Jaschinski ging es schlechter. Das Geld von dem Verkauf des Ferkels und der Ziege war verbraucht. Die Kaninchen bis auf wenige kleine Dinger aufgezehrt. Die Küche noch nicht abgezahlt. Die Abschläge immer geringer und im Lohnbuch fast jeden Zahltag ein »Bleibt schuldig«.
Jaschinski wusste nicht ein noch aus. Seine Frau hatte das vierte Kind bekommen. Mutlos ging er zur Zeche hin, zog sich um, fuhr ein und ließ stillschweigend alles Nörgeln und Antreiben des Schacke über sich ergehen. Nur jetzt nicht die Papiere kriegen, dachte er.

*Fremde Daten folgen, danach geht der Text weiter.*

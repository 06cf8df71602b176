//! TeamWallet API Server
//!
//! Serves the billing HTTP API: plans, subscriptions, wallets and operator
//! administration.

use std::net::SocketAddr;

use axum::http::{header, HeaderName, HeaderValue, Method};
use teamwallet_api::{auth::TEAM_ID_HEADER, create_router, AppState, Config, LogFormat};
use teamwallet_shared::{create_migration_pool, create_pool, run_migrations};
use tower_http::{
    cors::{AllowOrigin, CorsLayer},
    trace::TraceLayer,
};
use tracing_subscriber::{layer::SubscriberExt, util::SubscriberInitExt};

fn init_tracing(format: LogFormat) {
    let filter = tracing_subscriber::EnvFilter::try_from_default_env()
        .unwrap_or_else(|_| "info,teamwallet_api=debug".into());

    let registry = tracing_subscriber::registry().with(filter);
    match format {
        LogFormat::Json => registry.with(tracing_subscriber::fmt::layer().json()).init(),
        LogFormat::Pretty => registry.with(tracing_subscriber::fmt::layer()).init(),
    }
}

#[tokio::main]
async fn main() -> anyhow::Result<()> {
    // Load .env file if present
    dotenvy::dotenv().ok();

    // Load configuration
    let config = Config::from_env()?;

    init_tracing(config.log_format);
    tracing::info!("Starting TeamWallet API Server v{}", env!("CARGO_PKG_VERSION"));

    tracing::info!("Connecting to database...");
    let pool = create_pool(&config.database_url, config.database_max_connections).await?;
    tracing::info!("Database connection established");

    if config.run_migrations {
        // Dedicated single-connection pool with longer timeouts
        tracing::info!("Running database migrations...");
        let migration_pool = create_migration_pool(&config.database_url).await?;
        run_migrations(&migration_pool).await?;
        migration_pool.close().await;
        tracing::info!("Database migrations complete");
    } else {
        tracing::info!("Database migrations skipped (RUN_MIGRATIONS=false)");
    }

    let allowed_origins: Vec<HeaderValue> = config
        .allowed_origins
        .iter()
        .filter_map(|s| s.parse().ok())
        .collect();

    tracing::info!(
        allowed_origins = ?allowed_origins,
        "CORS configured with {} allowed origins",
        allowed_origins.len()
    );

    let cors = CorsLayer::new()
        .allow_origin(AllowOrigin::list(allowed_origins))
        .allow_methods([
            Method::GET,
            Method::POST,
            Method::PATCH,
            Method::DELETE,
            Method::OPTIONS,
        ])
        .allow_headers([
            header::AUTHORIZATION,
            header::CONTENT_TYPE,
            header::ACCEPT,
            HeaderName::from_static(TEAM_ID_HEADER),
        ])
        .expose_headers([header::CONTENT_TYPE]);

    let addr: SocketAddr = config.bind_address.parse()?;
    let state = AppState::new(pool, config);

    let app = create_router(state)
        .layer(cors)
        .layer(TraceLayer::new_for_http());

    tracing::info!("Starting server on {}", addr);

    let listener = tokio::net::TcpListener::bind(addr).await?;
    axum::serve(listener, app).await?;

    Ok(())
}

In einer Schicht fiel ein Stück Stein auf seine Hand. Er wollte nicht feiern, verband sich die Knochen, so gut er konnte, und ging weiterhin zur Arbeit. Die Hand schwoll an, behinderte ihn am Kohlenhauen. Er fluchte, verbiss den Schmerz und quälte sich so durch, bis er doch einsehen musste, dass es auf die Dauer nicht ging, denn die Hand war mittlerweile voll Eiter.

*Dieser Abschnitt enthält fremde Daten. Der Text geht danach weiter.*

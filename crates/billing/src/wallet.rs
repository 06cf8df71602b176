//! Wallet Store
//!
//! One prepaid balance per team. The balance only moves together with a
//! ledger entry, inside a transaction that holds the wallet row lock.

use rust_decimal::Decimal;
use serde::{Deserialize, Serialize};
use sqlx::PgPool;
use time::OffsetDateTime;
use uuid::Uuid;

use crate::config::BillingConfig;
use crate::error::{BillingError, BillingResult};
use crate::ledger::{Ledger, NewLedgerEntry, ReferenceType, TransactionType, WalletTransaction};
use crate::sql_types::text_column;
use crate::txn::{begin_billing_tx, lock_team, PgTx};

const WALLET_COLUMNS: &str =
    "id, team_id, balance, currency, status, created_at, updated_at";

/// Wallet status
#[derive(Debug, Clone, Copy, PartialEq, Eq, Serialize, Deserialize)]
#[serde(rename_all = "lowercase")]
pub enum WalletStatus {
    Active,
    Suspended,
    Closed,
}

impl WalletStatus {
    pub fn as_str(&self) -> &'static str {
        match self {
            WalletStatus::Active => "active",
            WalletStatus::Suspended => "suspended",
            WalletStatus::Closed => "closed",
        }
    }
}

impl std::str::FromStr for WalletStatus {
    type Err = BillingError;

    fn from_str(s: &str) -> Result<Self, Self::Err> {
        match s.trim().to_ascii_lowercase().as_str() {
            "active" => Ok(WalletStatus::Active),
            "suspended" => Ok(WalletStatus::Suspended),
            "closed" => Ok(WalletStatus::Closed),
            other => Err(BillingError::InvalidInput(format!(
                "Unknown wallet status '{}'",
                other
            ))),
        }
    }
}

text_column!(WalletStatus);

/// Balance before and after one mutation
#[derive(Debug, Clone, Copy, PartialEq, Eq, Serialize)]
pub struct BalanceSnapshot {
    #[serde(with = "rust_decimal::serde::str")]
    pub before: Decimal,
    #[serde(with = "rust_decimal::serde::str")]
    pub after: Decimal,
}

/// Wallet record
#[derive(Debug, Clone, Serialize, sqlx::FromRow)]
pub struct Wallet {
    pub id: Uuid,
    pub team_id: Uuid,
    pub balance: Decimal,
    pub currency: String,
    pub status: WalletStatus,
    #[serde(with = "time::serde::rfc3339")]
    pub created_at: OffsetDateTime,
    #[serde(with = "time::serde::rfc3339")]
    pub updated_at: OffsetDateTime,
}

impl Wallet {
    pub fn is_active(&self) -> bool {
        self.status == WalletStatus::Active
    }

    pub fn has_sufficient_balance(&self, amount: Decimal) -> bool {
        self.balance >= amount
    }

    pub fn ensure_active(&self) -> BillingResult<()> {
        if !self.is_active() {
            return Err(BillingError::InvalidState(format!(
                "Wallet for team {} is {}",
                self.team_id,
                self.status.as_str()
            )));
        }
        Ok(())
    }

    /// Decrease the in-memory balance, returning the snapshot
    ///
    /// Only the value changes; `WalletStore::debit` persists it.
    pub fn debit(&mut self, amount: Decimal) -> BillingResult<BalanceSnapshot> {
        ensure_positive(amount)?;
        self.ensure_active()?;
        if !self.has_sufficient_balance(amount) {
            return Err(BillingError::insufficient_balance(amount, self.balance));
        }

        let before = self.balance;
        self.balance -= amount;
        Ok(BalanceSnapshot {
            before,
            after: self.balance,
        })
    }

    /// Increase the in-memory balance, returning the snapshot
    ///
    /// Credits do not depend on the current balance.
    pub fn credit(&mut self, amount: Decimal) -> BillingResult<BalanceSnapshot> {
        ensure_positive(amount)?;
        self.ensure_active()?;

        let before = self.balance;
        self.balance += amount;
        Ok(BalanceSnapshot {
            before,
            after: self.balance,
        })
    }
}

fn ensure_positive(amount: Decimal) -> BillingResult<()> {
    if amount <= Decimal::ZERO {
        return Err(BillingError::InvalidInput(format!(
            "Amount must be positive, got {}",
            amount
        )));
    }
    if amount != amount.round_dp(2) {
        return Err(BillingError::InvalidInput(format!(
            "Amount must have at most 2 decimal places, got {}",
            amount
        )));
    }
    Ok(())
}

/// Team-facing balance view
#[derive(Debug, Clone, Serialize)]
pub struct WalletBalance {
    pub team_id: Uuid,
    #[serde(with = "rust_decimal::serde::str")]
    pub balance: Decimal,
    pub currency: String,
    pub status: WalletStatus,
}

impl From<&Wallet> for WalletBalance {
    fn from(wallet: &Wallet) -> Self {
        Self {
            team_id: wallet.team_id,
            balance: wallet.balance,
            currency: wallet.currency.clone(),
            status: wallet.status,
        }
    }
}

/// Operator top-up
#[derive(Debug, Clone, Deserialize)]
pub struct DepositRequest {
    #[serde(with = "rust_decimal::serde::str")]
    pub amount: Decimal,
    pub description: Option<String>,
    pub idempotency_key: Option<String>,
}

#[derive(Debug, Clone, Serialize)]
pub struct DepositResult {
    pub wallet: Wallet,
    pub transaction: WalletTransaction,
}

/// Wallet store
#[derive(Clone)]
pub struct WalletStore {
    pool: PgPool,
    config: BillingConfig,
}

impl WalletStore {
    pub fn new(pool: PgPool, config: BillingConfig) -> Self {
        Self { pool, config }
    }

    /// Get the team's wallet, creating it with balance 0, and lock it
    ///
    /// Concurrent first access is safe: the insert is a no-op when another
    /// transaction created the row, and the locked read waits for it.
    pub(crate) async fn lock_or_create(&self, tx: &mut PgTx, team_id: Uuid) -> BillingResult<Wallet> {
        sqlx::query(
            r#"
            INSERT INTO wallets (team_id, currency)
            VALUES ($1, $2)
            ON CONFLICT (team_id) DO NOTHING
            "#,
        )
        .bind(team_id)
        .bind(&self.config.default_currency)
        .execute(&mut **tx)
        .await?;

        let wallet = sqlx::query_as::<_, Wallet>(&format!(
            "SELECT {} FROM wallets WHERE team_id = $1 FOR UPDATE",
            WALLET_COLUMNS
        ))
        .bind(team_id)
        .fetch_one(&mut **tx)
        .await?;

        Ok(wallet)
    }

    /// Lock an existing wallet without creating one
    pub(crate) async fn lock_existing(&self, tx: &mut PgTx, team_id: Uuid) -> BillingResult<Option<Wallet>> {
        let wallet = sqlx::query_as::<_, Wallet>(&format!(
            "SELECT {} FROM wallets WHERE team_id = $1 FOR UPDATE",
            WALLET_COLUMNS
        ))
        .bind(team_id)
        .fetch_optional(&mut **tx)
        .await?;

        Ok(wallet)
    }

    /// Debit a locked wallet and persist the new balance
    pub(crate) async fn debit(
        &self,
        tx: &mut PgTx,
        wallet: &mut Wallet,
        amount: Decimal,
    ) -> BillingResult<BalanceSnapshot> {
        let snapshot = wallet.debit(amount)?;
        self.persist_balance(tx, wallet).await?;
        Ok(snapshot)
    }

    /// Credit a locked wallet and persist the new balance
    pub(crate) async fn credit(
        &self,
        tx: &mut PgTx,
        wallet: &mut Wallet,
        amount: Decimal,
    ) -> BillingResult<BalanceSnapshot> {
        let snapshot = wallet.credit(amount)?;
        self.persist_balance(tx, wallet).await?;
        Ok(snapshot)
    }

    async fn persist_balance(&self, tx: &mut PgTx, wallet: &mut Wallet) -> BillingResult<()> {
        let (updated_at,): (OffsetDateTime,) = sqlx::query_as(
            "UPDATE wallets SET balance = $2, updated_at = NOW() WHERE id = $1 RETURNING updated_at",
        )
        .bind(wallet.id)
        .bind(wallet.balance)
        .fetch_one(&mut **tx)
        .await?;

        wallet.updated_at = updated_at;
        Ok(())
    }

    /// Read-only lookup; `None` if the team never had a billing interaction
    pub async fn find_wallet(&self, team_id: Uuid) -> BillingResult<Option<Wallet>> {
        let wallet = sqlx::query_as::<_, Wallet>(&format!(
            "SELECT {} FROM wallets WHERE team_id = $1",
            WALLET_COLUMNS
        ))
        .bind(team_id)
        .fetch_optional(&self.pool)
        .await?;

        Ok(wallet)
    }

    /// Get the team's wallet, creating an empty one on first access
    pub async fn get_wallet(&self, team_id: Uuid) -> BillingResult<Wallet> {
        if let Some(wallet) = self.find_wallet(team_id).await? {
            return Ok(wallet);
        }

        let mut tx = begin_billing_tx(&self.pool, self.config.transaction_timeout_ms).await?;
        lock_team(&mut tx, team_id).await?;
        let wallet = self.lock_or_create(&mut tx, team_id).await?;
        tx.commit().await?;

        tracing::info!(team_id = %team_id, wallet_id = %wallet.id, "Created wallet");

        Ok(wallet)
    }

    pub async fn get_balance(&self, team_id: Uuid) -> BillingResult<WalletBalance> {
        let wallet = self.get_wallet(team_id).await?;
        Ok(WalletBalance::from(&wallet))
    }

    /// Operator top-up: credit the wallet with a `deposit` ledger entry
    pub async fn deposit(&self, team_id: Uuid, request: DepositRequest) -> BillingResult<DepositResult> {
        ensure_positive(request.amount)?;

        let mut tx = begin_billing_tx(&self.pool, self.config.transaction_timeout_ms).await?;
        lock_team(&mut tx, team_id).await?;
        let mut wallet = self.lock_or_create(&mut tx, team_id).await?;

        if let Some(key) = request.idempotency_key.as_deref() {
            Ledger::ensure_new_idempotency_key(&mut tx, wallet.id, key).await?;
        }

        let snapshot = self.credit(&mut tx, &mut wallet, request.amount).await?;

        let transaction = Ledger::append(
            &mut tx,
            NewLedgerEntry {
                wallet_id: wallet.id,
                transaction_type: TransactionType::Credit,
                amount: request.amount,
                snapshot,
                reference_type: ReferenceType::Deposit,
                reference_id: None,
                description: request
                    .description
                    .unwrap_or_else(|| "Wallet deposit".to_string()),
                idempotency_key: request.idempotency_key,
                metadata: serde_json::json!({}),
            },
        )
        .await?;

        tx.commit().await?;

        tracing::info!(
            team_id = %team_id,
            wallet_id = %wallet.id,
            amount = %request.amount,
            balance = %wallet.balance,
            "Deposited funds into wallet"
        );

        Ok(DepositResult { wallet, transaction })
    }

    /// Suspend, reactivate or close a wallet
    ///
    /// A wallet holding funds cannot be closed.
    pub async fn set_wallet_status(&self, team_id: Uuid, status: WalletStatus) -> BillingResult<Wallet> {
        let mut tx = begin_billing_tx(&self.pool, self.config.transaction_timeout_ms).await?;
        lock_team(&mut tx, team_id).await?;
        let wallet = self.lock_or_create(&mut tx, team_id).await?;

        if wallet.status == status {
            return Err(BillingError::NoOp(format!(
                "Wallet is already {}",
                status.as_str()
            )));
        }
        if wallet.status == WalletStatus::Closed {
            return Err(BillingError::InvalidState(
                "Closed wallets cannot be reopened".to_string(),
            ));
        }
        if status == WalletStatus::Closed && !wallet.balance.is_zero() {
            return Err(BillingError::InvalidState(format!(
                "Wallet still holds {} {}; it cannot be closed",
                wallet.balance, wallet.currency
            )));
        }

        let wallet = sqlx::query_as::<_, Wallet>(&format!(
            "UPDATE wallets SET status = $2, updated_at = NOW() WHERE id = $1 RETURNING {}",
            WALLET_COLUMNS
        ))
        .bind(wallet.id)
        .bind(status)
        .fetch_one(&mut *tx)
        .await?;

        tx.commit().await?;

        tracing::info!(
            team_id = %team_id,
            wallet_id = %wallet.id,
            status = %status.as_str(),
            "Changed wallet status"
        );

        Ok(wallet)
    }
}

»Ich nehm mir 'nen Kurschein und geh damit zum Arzt«, sagte er eines Nachmittags zu seiner Frau. Der Schmerz zog sich schon bis zur Achselhöhle hinauf, und der dicke, rote Strich, der sich den ganzen Arm entlang wand, brachte ihn in Angst.
»Jetzt krankfeiern?« Frau Jaschinski erschrak und zählte ihm alles auf, was sie zu zahlen hatten.
»Ich kann keinen Schlag mehr tun!« klagte Jaschinski, wickelte die vereiterte Hand los und zeigte sie ihr.
»Sicher!« Frau Jaschinski sah es ein. »Es ist besser, du gehst damit zum Doktor!« Es war ihr schwer, sich damit abzufinden, aber die Hand brachte sie noch mehr in Schrecken als ihre Schulden.
Jaschinski holte sich einen Kurschein.
»Fangen Sie mir nur nicht an zu bummeln!« knurrte Schacke.
Jaschinski wickelte die Hand los und hielt sie Schacke hin. Der Steiger musste einsehen, dass es nicht anders ging...
Frau Jaschinski sah nach dem Wochenbett aus wie ein Gespenst, so blass und dürr. Sie hatte es sich immer vom Mund abgespart, war in ihrer ganzen Ehe darauf bedacht, sich einen Notpfennig zurückzulegen. Es ging jetzt alles drauf. Wunsch blieb Wunsch. Die Wirklichkeit war härter. Die Wirklichkeit drohte sie aufzufressen.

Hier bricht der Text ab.